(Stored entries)
»»

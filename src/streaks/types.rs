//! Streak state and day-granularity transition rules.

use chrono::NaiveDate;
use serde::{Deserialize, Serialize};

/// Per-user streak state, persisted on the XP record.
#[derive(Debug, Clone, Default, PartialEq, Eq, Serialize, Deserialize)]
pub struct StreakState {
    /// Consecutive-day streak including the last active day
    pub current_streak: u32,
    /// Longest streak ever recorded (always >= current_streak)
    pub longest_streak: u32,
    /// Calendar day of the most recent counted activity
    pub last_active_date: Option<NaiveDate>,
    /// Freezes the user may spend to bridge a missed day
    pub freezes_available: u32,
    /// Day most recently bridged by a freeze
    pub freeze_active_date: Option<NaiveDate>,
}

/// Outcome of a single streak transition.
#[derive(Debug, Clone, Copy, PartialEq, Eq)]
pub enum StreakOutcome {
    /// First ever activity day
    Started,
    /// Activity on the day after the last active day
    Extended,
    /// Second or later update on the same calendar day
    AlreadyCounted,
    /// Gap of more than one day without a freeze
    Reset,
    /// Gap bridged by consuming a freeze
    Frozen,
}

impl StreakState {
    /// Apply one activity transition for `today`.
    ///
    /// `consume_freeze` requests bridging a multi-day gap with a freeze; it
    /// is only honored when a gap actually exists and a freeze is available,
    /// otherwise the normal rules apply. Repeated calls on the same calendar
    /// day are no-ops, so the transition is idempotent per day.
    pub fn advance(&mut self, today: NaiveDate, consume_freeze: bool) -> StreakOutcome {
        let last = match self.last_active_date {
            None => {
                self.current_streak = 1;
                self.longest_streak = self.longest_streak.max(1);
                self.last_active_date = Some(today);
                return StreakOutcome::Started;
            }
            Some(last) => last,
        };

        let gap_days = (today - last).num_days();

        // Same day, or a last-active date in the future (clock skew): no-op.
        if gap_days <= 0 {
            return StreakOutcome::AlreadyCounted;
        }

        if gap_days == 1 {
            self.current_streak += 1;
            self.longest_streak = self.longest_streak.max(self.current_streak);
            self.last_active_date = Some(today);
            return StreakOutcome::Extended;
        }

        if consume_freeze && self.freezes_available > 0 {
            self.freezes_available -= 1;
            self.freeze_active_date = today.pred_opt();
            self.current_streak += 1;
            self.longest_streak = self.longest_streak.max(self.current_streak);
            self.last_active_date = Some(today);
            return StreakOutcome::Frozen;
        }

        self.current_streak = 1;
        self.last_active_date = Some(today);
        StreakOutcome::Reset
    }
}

««

Assignment - Search the records above for the string "Started". Report each line that has it.

Response below -
    Started,
                return StreakOutcome::Started;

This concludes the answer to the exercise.